How does Evidence Explained differ from other citation guides?

 
 
 

Evidence Explained is built on one core principle: We cannot judge the reliability of any information unless we know

  • exactly where the information came from; and
  • the strengths and weaknesses of that source.

Beyond this, Evidence Explained differs significantly from other citation guides in several ways.

 

Evidence Explained vs.
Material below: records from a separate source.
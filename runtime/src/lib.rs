//! # Interpose Runtime
//!
//! Runtime for the Interpose request life-cycle pipeline.
//!
//! This crate turns the vocabulary of `interpose-core` into a working
//! interception session: it decides, for every captured request, whether a
//! handler answers it with a mocked response or whether it goes to the real
//! network, and it reports each step as an ordered life-cycle event.
//!
//! ## Core Components
//!
//! - **MockServer**: session context owning gate, registry, bus and config
//! - **Orchestrator**: per-request state machine emitting life-cycle events
//! - **EventBus**: ordered, awaited publish/subscribe keyed by event name
//! - **HandlerRegistry**: initial handlers plus runtime overrides
//! - **InterceptedClient**: capture layer for `reqwest`
//!
//! ## Example
//!
//! ```
//! use interpose_core::{CapturedRequest, EventName, Handler, Method, Proceed, Response, StatusCode};
//! use interpose_runtime::MockServer;
//!
//! # async fn example() -> Result<(), Box<dyn std::error::Error>> {
//! let server = MockServer::new([Handler::post("https://api.test/login", |_| async {
//!     Ok(Some(Response::json(StatusCode::OK, &serde_json::json!({ "token": "t" }))))
//! })?]);
//!
//! server.events().on(EventName::ResponseMocked, |event| async move {
//!     println!("mocked {}", event.request_id());
//! });
//! server.listen();
//!
//! let request = CapturedRequest::builder(Method::POST, "https://api.test/login").build()?;
//! let settlement = server.handle(request, Proceed::respond_with(Response::ok())).await?;
//! assert!(settlement.is_mocked());
//! # Ok(())
//! # }
//! ```

/// Ordered life-cycle event bus
pub mod event_bus;

/// Active-state gate and session statistics
pub mod gate;

/// First-match handler selection
pub mod matcher;

/// Panic-safe resolver invocation
pub mod invoker;

/// Handler sequence with runtime overrides
pub mod registry;

/// Pipeline configuration
pub mod config;

/// Per-request life-cycle orchestration
pub mod orchestrator;

/// The mock server session context
pub mod server;

/// `reqwest` capture layer
pub mod client;

/// Prometheus metrics for observability
pub mod metrics;

/// Error types for the pipeline runtime
pub mod error {
    use interpose_core::{Method, NetworkError, RequestId, ResolverError};
    use thiserror::Error;

    /// Errors that fail a request passing through the pipeline.
    ///
    /// Resolver failures only surface here under the `reject` strategy; by
    /// default they are reported as `unhandledException` events and the
    /// request continues to the real network.
    #[derive(Error, Debug, Clone, PartialEq, Eq)]
    pub enum PipelineError {
        /// The real network exchange failed.
        ///
        /// The error is passed through untouched.
        #[error(transparent)]
        Network(#[from] NetworkError),

        /// No handler matched and unhandled requests are configured as errors.
        #[error("Unhandled request {method} {url} ({request_id})")]
        UnhandledRequest {
            /// Request method
            method: Method,
            /// Request URL
            url: String,
            /// Correlation id of the rejected request
            request_id: RequestId,
        },

        /// The resolver failed and resolver errors are configured to reject.
        #[error("Resolver failed: {0}")]
        Resolver(ResolverError),
    }
}

// Re-export commonly used types
pub use client::{ClientError, InterceptedClient};
pub use config::{ConfigError, PipelineConfig, ResolverErrorStrategy, UnhandledRequestStrategy};
pub use error::PipelineError;
pub use event_bus::{EventBus, Listener, Subscription};
pub use gate::SessionStats;
pub use orchestrator::Settlement;
pub use server::{MockServer, MockServerBuilder};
Traditional Citation Guides

Traditional Guides

Evidence Explained

Primary focus on published materials; limited treatment of academic papers

Primary focus on original records not treated in traditional guides:

  • 9 chapters (532 pp.) cover local, state, and federal government records, business & institutional records, ecclesiastical records, vital records, materials in private possession, and other archival resources and artifacts in the U.S. and other western nations
  • 3 chapters (282 pp.) cover published materials more extensively than the traditional guides

(The 2 introductory chapters teach the fundamentals of citation and analysis.)
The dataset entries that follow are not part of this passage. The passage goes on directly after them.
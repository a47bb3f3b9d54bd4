//! Captured outbound requests.
//!
//! A [`CapturedRequest`] is the immutable snapshot the capture layer hands to
//! the pipeline at the moment of interception. Nothing downstream can mutate
//! it: fields are private and only exposed through accessors, and every
//! life-cycle event carries a cheap clone of the same snapshot.
//!
//! # Example
//!
//! ```
//! use interpose_core::request::CapturedRequest;
//! use http::Method;
//!
//! let request = CapturedRequest::builder(Method::POST, "https://api.example.com/users")
//!     .header("content-type", "application/json")
//!     .body(r#"{"name":"ada"}"#)
//!     .build()
//!     .unwrap();
//!
//! assert_eq!(request.method(), &Method::POST);
//! assert_eq!(request.path(), "/users");
//! ```

use bytes::Bytes;
use http::header::{HeaderMap, HeaderName, HeaderValue};
use http::{Method, Uri};
use std::fmt;
use thiserror::Error;

/// Errors raised while building a [`CapturedRequest`].
#[derive(Error, Debug, Clone, PartialEq, Eq)]
pub enum RequestError {
    /// The URL could not be parsed.
    #[error("Invalid URL '{url}': {reason}")]
    InvalidUrl {
        /// The rejected URL
        url: String,
        /// Parser diagnostic
        reason: String,
    },

    /// The URL parsed but is not absolute (scheme and authority are required).
    #[error("URL must be absolute: {0}")]
    RelativeUrl(String),

    /// A header name or value was rejected.
    #[error("Invalid header '{name}': {reason}")]
    InvalidHeader {
        /// Header name as supplied
        name: String,
        /// Parser diagnostic
        reason: String,
    },
}

/// Immutable snapshot of an intercepted outbound request.
#[derive(Clone)]
pub struct CapturedRequest {
    method: Method,
    url: Uri,
    headers: HeaderMap,
    body: Option<Bytes>,
}

impl CapturedRequest {
    /// Create a request snapshot from already-parsed parts.
    ///
    /// # Errors
    ///
    /// Returns [`RequestError::RelativeUrl`] if `url` lacks a scheme or authority.
    pub fn new(
        method: Method,
        url: Uri,
        headers: HeaderMap,
        body: Option<Bytes>,
    ) -> Result<Self, RequestError> {
        if url.scheme().is_none() || url.authority().is_none() {
            return Err(RequestError::RelativeUrl(url.to_string()));
        }

        Ok(Self {
            method,
            url,
            headers,
            body,
        })
    }

    /// Start building a request for `method` and `url`.
    #[must_use]
    pub fn builder(method: Method, url: impl Into<String>) -> CapturedRequestBuilder {
        CapturedRequestBuilder {
            method,
            url: url.into(),
            headers: Vec::new(),
            body: None,
        }
    }

    /// HTTP method.
    #[must_use]
    pub const fn method(&self) -> &Method {
        &self.method
    }

    /// Absolute request URL.
    #[must_use]
    pub const fn url(&self) -> &Uri {
        &self.url
    }

    /// URL path component (always starts with `/`).
    #[must_use]
    pub fn path(&self) -> &str {
        self.url.path()
    }

    /// Request headers in insertion order.
    #[must_use]
    pub const fn headers(&self) -> &HeaderMap {
        &self.headers
    }

    /// Request body, if the request carried one.
    #[must_use]
    pub const fn body(&self) -> Option<&Bytes> {
        self.body.as_ref()
    }

    /// Body interpreted as UTF-8 text, if present and valid.
    #[must_use]
    pub fn text(&self) -> Option<&str> {
        self.body
            .as_ref()
            .and_then(|body| std::str::from_utf8(body).ok())
    }
}

impl fmt::Debug for CapturedRequest {
    fn fmt(&self, f: &mut fmt::Formatter<'_>) -> fmt::Result {
        f.debug_struct("CapturedRequest")
            .field("method", &self.method)
            .field("url", &self.url.to_string())
            .field("headers", &self.headers.len())
            .field("body_len", &self.body.as_ref().map(Bytes::len))
            .finish()
    }
}

impl fmt::Display for CapturedRequest {
    fn fmt(&self, f: &mut fmt::Formatter<'_>) -> fmt::Result {
        write!(f, "{} {}", self.method, self.url)
    }
}

/// Builder for [`CapturedRequest`].
///
/// Parsing is deferred to [`build`](Self::build) so that header and URL
/// errors surface in one place.
#[derive(Debug, Clone)]
pub struct CapturedRequestBuilder {
    method: Method,
    url: String,
    headers: Vec<(String, String)>,
    body: Option<Bytes>,
}

impl CapturedRequestBuilder {
    /// Append a header. Repeated names are kept in order.
    #[must_use]
    pub fn header(mut self, name: impl Into<String>, value: impl Into<String>) -> Self {
        self.headers.push((name.into(), value.into()));
        self
    }

    /// Set the request body.
    #[must_use]
    pub fn body(mut self, body: impl Into<Bytes>) -> Self {
        self.body = Some(body.into());
        self
    }

    /// Parse the URL and headers and produce the snapshot.
    ///
    /// # Errors
    ///
    /// - [`RequestError::InvalidUrl`] if the URL does not parse
    /// - [`RequestError::RelativeUrl`] if the URL is not absolute
    /// - [`RequestError::InvalidHeader`] if a header name or value is invalid
    pub fn build(self) -> Result<CapturedRequest, RequestError> {
        let url: Uri = self.url.parse().map_err(|e: http::uri::InvalidUri| {
            RequestError::InvalidUrl {
                url: self.url.clone(),
                reason: e.to_string(),
            }
        })?;

        let mut headers = HeaderMap::with_capacity(self.headers.len());
        for (name, value) in self.headers {
            let header_name =
                HeaderName::from_bytes(name.as_bytes()).map_err(|e| RequestError::InvalidHeader {
                    name: name.clone(),
                    reason: e.to_string(),
                })?;
            let header_value =
                HeaderValue::from_str(&value).map_err(|e| RequestError::InvalidHeader {
                    name: name.clone(),
                    reason: e.to_string(),
                })?;
            headers.append(header_name, header_value);
        }

        CapturedRequest::new(self.method, url, headers, self.body)
    }
}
Emphasis on stylistic matters Dual purpose; EE provides not only citation styles but instruction in the use and analysis of each type of historical source material
Citation models (varying quantities) for bibliographic, full reference note, shortened reference note, and in-text formats
  • Citation models for 1100+ record types and 161 diagrammed templates
  • Each in bibliographic, full reference note, and short reference note formats

(In-text formats are not suitable for typically complex citations to original historical documents and digital materials.)
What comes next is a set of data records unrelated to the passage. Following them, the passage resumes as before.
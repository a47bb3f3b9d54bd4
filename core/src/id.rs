//! Request identifiers.
//!
//! A [`RequestId`] is a correlation token: it is generated once per captured
//! request and attached to every life-cycle event for that request. It has
//! no meaning beyond equality.
//!
//! Generation is abstracted behind [`IdGenerator`] so tests can inject
//! predictable identifiers (see `SequentialIdGenerator` in the testing crate)
//! while production code uses [`RandomIdGenerator`].

use serde::{Deserialize, Serialize};
use std::fmt;
use std::sync::Arc;

/// Opaque per-request correlation token.
#[derive(Debug, Clone, PartialEq, Eq, Hash, PartialOrd, Ord, Serialize, Deserialize)]
#[serde(transparent)]
pub struct RequestId(Arc<str>);

impl RequestId {
    /// Wrap an existing identifier string.
    #[must_use]
    pub fn new(id: impl AsRef<str>) -> Self {
        Self(Arc::from(id.as_ref()))
    }

    /// The identifier as a string slice.
    #[must_use]
    pub fn as_str(&self) -> &str {
        &self.0
    }
}

impl fmt::Display for RequestId {
    fn fmt(&self, f: &mut fmt::Formatter<'_>) -> fmt::Result {
        f.write_str(&self.0)
    }
}

impl From<&str> for RequestId {
    fn from(id: &str) -> Self {
        Self::new(id)
    }
}

impl From<String> for RequestId {
    fn from(id: String) -> Self {
        Self(Arc::from(id))
    }
}

/// Source of unique request identifiers.
///
/// Implementations must never return the same identifier twice within the
/// lifetime of one server session. Generation never fails.
pub trait IdGenerator: Send + Sync {
    /// Produce the next identifier.
    fn next_id(&self) -> RequestId;
}

/// Random UUID v4 identifiers rendered as 32 lowercase hex characters.
#[derive(Debug, Clone, Copy, Default)]
pub struct RandomIdGenerator;

impl IdGenerator for RandomIdGenerator {
    fn next_id(&self) -> RequestId {
        RequestId::from(uuid::Uuid::new_v4().simple().to_string())
    }
}

impl<G: IdGenerator + ?Sized> IdGenerator for Arc<G> {
    fn next_id(&self) -> RequestId {
        (**self).next_id()
    }
}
Limited treatment of digital materials

Extensive treatment of digital materials—including

  • original records of all types reproduced online and in other media
  • print publications reproduced or archived online or in other media
  • new publications created online or in other digital media
Very limited coverage of legal works and published government documents Extensive discussions and models of legal publications and published government documents
Emphasis on output—i.e., the minimum details needed at publication to enable readers to relocate a source. Emphasis on input—i.e., the details researchers need to capture while using a record, in order to understand (a) the nature of the source and (b) the strengths and weaknesses of the information that source provides.